Work order – Copy every line below where the string "open" is found.

Data records –

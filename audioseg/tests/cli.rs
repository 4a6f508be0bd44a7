use assert_cmd::Command;
use hound::{SampleFormat, WavReader, WavSpec, WavWriter};
use predicates::prelude::*;
use std::error::Error;
use std::fs;
use std::path::Path;
use tempfile::tempdir;

/// Generate a small single-channel WAV file for testing.
///
/// The fixture is a procedurally generated sine tone, which keeps the
/// repository free from committed binary assets while still exercising the
/// audio pipeline end-to-end.
fn write_test_tone<P: AsRef<Path>>(
    path: P,
    sample_rate: u32,
    duration_ms: u64,
) -> Result<(), Box<dyn Error>> {
    let spec = WavSpec {
        channels: 1,
        sample_rate,
        bits_per_sample: 16,
        sample_format: SampleFormat::Int,
    };
    let total_samples = (u64::from(sample_rate) * duration_ms).div_ceil(1_000);
    let mut writer = WavWriter::create(path, spec)?;
    for n in 0..total_samples {
        let theta = (n as f32 / sample_rate as f32) * 2.0 * std::f32::consts::PI * 440.0;
        writer.write_sample((theta.sin() * 0.5 * i16::MAX as f32) as i16)?;
    }
    writer.finalize()?;
    Ok(())
}

fn frames<P: AsRef<Path>>(path: P) -> Result<u32, Box<dyn Error>> {
    Ok(WavReader::open(path)?.duration())
}

fn peak<P: AsRef<Path>>(path: P) -> Result<i32, Box<dyn Error>> {
    let mut reader = WavReader::open(path)?;
    let mut peak = 0i32;
    for sample in reader.samples::<i16>() {
        peak = peak.max(i32::from(sample?).abs());
    }
    Ok(peak)
}

#[test]
fn split_writes_numbered_segments_into_split_dir() -> Result<(), Box<dyn Error>> {
    let input_dir = tempdir()?;
    let input_path = input_dir.path().join("lecture.wav");
    write_test_tone(&input_path, 8_000, 2_000)?;

    let mut cmd = Command::cargo_bin("audioseg")?;
    cmd.args(["split", "--length", "800ms", "--overlap", "100ms", "-f"])
        .arg(&input_path);
    cmd.assert().success();

    let split_dir = input_dir.path().join("split");
    let mut segments: Vec<_> = fs::read_dir(&split_dir)?
        .map(|entry| entry.map(|e| e.file_name().to_string_lossy().into_owned()))
        .collect::<Result<_, _>>()?;
    segments.sort();
    assert_eq!(
        segments,
        vec!["001_lecture.wav", "002_lecture.wav", "003_lecture.wav"]
    );
    assert_eq!(frames(split_dir.join("001_lecture.wav"))?, 6_400);
    assert_eq!(frames(split_dir.join("003_lecture.wav"))?, 4_000);

    input_dir.close()?;
    Ok(())
}

#[test]
fn split_reports_missing_input_file() -> Result<(), Box<dyn Error>> {
    let mut cmd = Command::cargo_bin("audioseg")?;
    cmd.args(["split", "-m", "5", "-f", "missing.wav"]);
    cmd.assert()
        .failure()
        .stderr(predicate::str::contains("input file does not exist"));
    Ok(())
}

#[test]
fn split_rejects_minutes_that_overflow() -> Result<(), Box<dyn Error>> {
    let input_dir = tempdir()?;
    let input_path = input_dir.path().join("tone.wav");
    write_test_tone(&input_path, 8_000, 500)?;

    let mut cmd = Command::cargo_bin("audioseg")?;
    cmd.args(["split", "-m", "307445734561825861", "-f"])
        .arg(&input_path);
    cmd.assert()
        .failure()
        .stderr(predicate::str::contains("is too large"))
        .stderr(predicate::str::contains("panicked").not());
    assert!(!input_dir.path().join("split").exists());

    input_dir.close()?;
    Ok(())
}

#[test]
fn split_rejects_overlap_longer_than_segment() -> Result<(), Box<dyn Error>> {
    let input_dir = tempdir()?;
    let input_path = input_dir.path().join("tone.wav");
    write_test_tone(&input_path, 8_000, 500)?;

    let mut cmd = Command::cargo_bin("audioseg")?;
    cmd.args(["split", "--length", "2s", "--overlap", "2s", "-f"])
        .arg(&input_path);
    cmd.assert()
        .failure()
        .stderr(predicate::str::contains("failed to create configuration"));
    assert!(!input_dir.path().join("split").exists());

    input_dir.close()?;
    Ok(())
}

#[test]
fn split_dry_run_prints_plan_without_creating_files() -> Result<(), Box<dyn Error>> {
    let input_dir = tempdir()?;
    let input_path = input_dir.path().join("input.wav");
    write_test_tone(&input_path, 8_000, 2_000)?;

    let output_dir = tempdir()?;
    let mut cmd = Command::cargo_bin("audioseg")?;
    let assert = cmd
        .args(["split", "--length", "800ms", "--overlap", "100ms", "--dry-run"])
        .arg("--output")
        .arg(output_dir.path())
        .arg("-f")
        .arg(&input_path)
        .assert()
        .success();

    let stdout = String::from_utf8(assert.get_output().stdout.clone())?;
    assert!(stdout.contains("Dry run: would generate 3 segment(s):"));
    for (index, start) in [(1, 0), (2, 5_600), (3, 12_000)] {
        let path = output_dir.path().join(format!("{index:03}_input.wav"));
        let needle = format!("  {} (start frame {start}, 6400 frames)", path.display());
        assert!(
            stdout.contains(&needle),
            "missing dry-run entry for {needle}"
        );
    }

    assert!(fs::read_dir(output_dir.path())?.next().is_none());

    output_dir.close()?;
    input_dir.close()?;
    Ok(())
}

#[test]
fn split_exits_non_zero_when_a_segment_conflicts() -> Result<(), Box<dyn Error>> {
    let input_dir = tempdir()?;
    let input_path = input_dir.path().join("tone.wav");
    write_test_tone(&input_path, 8_000, 2_000)?;

    let output_dir = tempdir()?;
    fs::write(output_dir.path().join("002_tone.wav"), b"")?;

    let mut cmd = Command::cargo_bin("audioseg")?;
    cmd.args(["split", "--length", "800ms", "--overlap", "100ms", "-o"])
        .arg(output_dir.path())
        .arg("-f")
        .arg(&input_path);
    cmd.assert()
        .failure()
        .stderr(predicate::str::contains("1 of 3 segment(s) failed"))
        .stderr(predicate::str::contains("segment 002"));

    assert!(output_dir.path().join("001_tone.wav").exists());
    assert!(output_dir.path().join("003_tone.wav").exists());

    output_dir.close()?;
    input_dir.close()?;
    Ok(())
}

#[test]
fn collate_joins_directory_contents() -> Result<(), Box<dyn Error>> {
    let input_dir = tempdir()?;
    write_test_tone(input_dir.path().join("001_a.wav"), 8_000, 300)?;
    write_test_tone(input_dir.path().join("002_a.wav"), 8_000, 200)?;

    let output_dir = tempdir()?;
    let output_path = output_dir.path().join("joined.wav");
    let mut cmd = Command::cargo_bin("audioseg")?;
    cmd.args(["collate", "-d"])
        .arg(input_dir.path())
        .arg("-o")
        .arg(&output_path);
    cmd.assert()
        .success()
        .stdout(predicate::str::contains("Collated 2 file(s)"));

    assert_eq!(frames(&output_path)?, 4_000);

    output_dir.close()?;
    input_dir.close()?;
    Ok(())
}

#[test]
fn mix_scales_volume() -> Result<(), Box<dyn Error>> {
    let dir = tempdir()?;
    let input_path = dir.path().join("tone.wav");
    write_test_tone(&input_path, 8_000, 250)?;
    let output_path = dir.path().join("quiet.wav");

    let mut cmd = Command::cargo_bin("audioseg")?;
    cmd.args(["mix", "--vol", "-1", "-f"])
        .arg(&input_path)
        .arg("-o")
        .arg(&output_path);
    cmd.assert().success();

    let before = peak(&input_path)?;
    let after = peak(&output_path)?;
    assert!((after - before / 2).abs() <= 1, "{before} -> {after}");
    assert_eq!(frames(&output_path)?, frames(&input_path)?);

    dir.close()?;
    Ok(())
}

#[test]
fn requires_a_subcommand() -> Result<(), Box<dyn Error>> {
    let mut cmd = Command::cargo_bin("audioseg")?;
    cmd.assert().failure();
    Ok(())
}
use std::fmt;
use std::time::Duration;

/// Parse a positive duration such as `5m`, `1m30s`, `2.5s` or `250ms`.
///
/// A duration is one or more `<number><unit>` components, optionally
/// separated by whitespace. Units are `ms`, `s`, `m` and `h`; numbers may
/// carry a decimal fraction. Precision beyond a nanosecond is truncated.
pub fn parse_duration(value: &str) -> Result<Duration, DurationParseError> {
    let duration = parse_duration_or_zero(value)?;
    if duration.is_zero() {
        return Err(DurationParseError::Zero);
    }
    Ok(duration)
}

/// Like [`parse_duration`], but accepts `0s` and friends.
pub fn parse_duration_or_zero(value: &str) -> Result<Duration, DurationParseError> {
    let input = value.trim();
    if input.is_empty() {
        return Err(DurationParseError::Empty);
    }

    let mut rest = input;
    let mut total_nanos: u128 = 0;

    loop {
        rest = rest.trim_start();
        if rest.is_empty() {
            break;
        }
        let position = input.len() - rest.len();

        let number_len = rest
            .find(|c: char| !(c.is_ascii_digit() || c == '.'))
            .unwrap_or(rest.len());
        let (number, tail) = rest.split_at(number_len);
        if number.is_empty() {
            return Err(DurationParseError::ExpectedNumber {
                position,
                found: tail.chars().next(),
            });
        }

        let unit_len = tail
            .find(|c: char| !c.is_ascii_alphabetic())
            .unwrap_or(tail.len());
        let (symbol, tail) = tail.split_at(unit_len);
        let unit = Unit::from_symbol(symbol).ok_or_else(|| {
            if symbol.is_empty() {
                DurationParseError::MissingUnit {
                    position: position + number_len,
                }
            } else {
                DurationParseError::UnknownUnit(symbol.to_owned())
            }
        })?;

        let component = scale(number, unit, position)?;
        total_nanos = total_nanos
            .checked_add(component)
            .ok_or(DurationParseError::TooLarge)?;
        rest = tail;
    }

    let secs = u64::try_from(total_nanos / 1_000_000_000).map_err(|_| DurationParseError::TooLarge)?;
    Ok(Duration::new(secs, (total_nanos % 1_000_000_000) as u32))
}

/// Nanoseconds represented by `number` of `unit`.
fn scale(number: &str, unit: Unit, position: usize) -> Result<u128, DurationParseError> {
    let invalid = || DurationParseError::InvalidNumber {
        position,
        number: number.to_owned(),
    };

    let (whole, fraction) = match number.split_once('.') {
        Some((whole, fraction)) if !fraction.is_empty() && !fraction.contains('.') => {
            (whole, fraction)
        }
        Some(_) => return Err(invalid()),
        None => (number, ""),
    };
    if fraction.len() > MAX_FRACTION_DIGITS {
        return Err(invalid());
    }

    let whole: u128 = if whole.is_empty() {
        0
    } else {
        whole.parse().map_err(|_| invalid())?
    };
    let mut nanos = whole
        .checked_mul(unit.nanos())
        .ok_or(DurationParseError::TooLarge)?;

    if !fraction.is_empty() {
        let digits: u128 = fraction.parse().map_err(|_| invalid())?;
        let denominator = 10u128.pow(fraction.len() as u32);
        nanos += digits * unit.nanos() / denominator;
    }

    Ok(nanos)
}

const MAX_FRACTION_DIGITS: usize = 12;

#[derive(Debug, Clone, Copy, PartialEq, Eq)]
enum Unit {
    Millisecond,
    Second,
    Minute,
    Hour,
}

impl Unit {
    fn from_symbol(symbol: &str) -> Option<Self> {
        match symbol {
            "ms" => Some(Self::Millisecond),
            "s" => Some(Self::Second),
            "m" => Some(Self::Minute),
            "h" => Some(Self::Hour),
            _ => None,
        }
    }

    fn nanos(self) -> u128 {
        match self {
            Self::Millisecond => 1_000_000,
            Self::Second => 1_000_000_000,
            Self::Minute => 60 * 1_000_000_000,
            Self::Hour => 3_600 * 1_000_000_000,
        }
    }
}

#[derive(Debug, Clone, PartialEq, Eq)]
pub enum DurationParseError {
    Empty,
    ExpectedNumber { position: usize, found: Option<char> },
    InvalidNumber { position: usize, number: String },
    MissingUnit { position: usize },
    UnknownUnit(String),
    Zero,
    TooLarge,
}

impl std::error::Error for DurationParseError {}

impl fmt::Display for DurationParseError {
    fn fmt(&self, f: &mut fmt::Formatter<'_>) -> fmt::Result {
        match self {
            Self::Empty => write!(f, "duration cannot be empty"),
            Self::ExpectedNumber {
                position,
                found: Some(ch),
            } => write!(f, "expected a number at position {} but found '{ch}'", position + 1),
            Self::ExpectedNumber {
                position,
                found: None,
            } => write!(f, "expected a number at position {}", position + 1),
            Self::InvalidNumber { position, number } => {
                write!(f, "invalid number '{number}' at position {}", position + 1)
            }
            Self::MissingUnit { position } => write!(
                f,
                "expected a unit (ms, s, m, h) at position {}",
                position + 1
            ),
            Self::UnknownUnit(unit) => {
                write!(f, "unknown unit '{unit}', expected one of ms, s, m, h")
            }
            Self::Zero => write!(f, "duration must be greater than zero"),
            Self::TooLarge => write!(f, "duration is too large"),
        }
    }
}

Result below –
    Ok(WavReader::open(path)?.duration())
    let mut reader = WavReader::open(path)?;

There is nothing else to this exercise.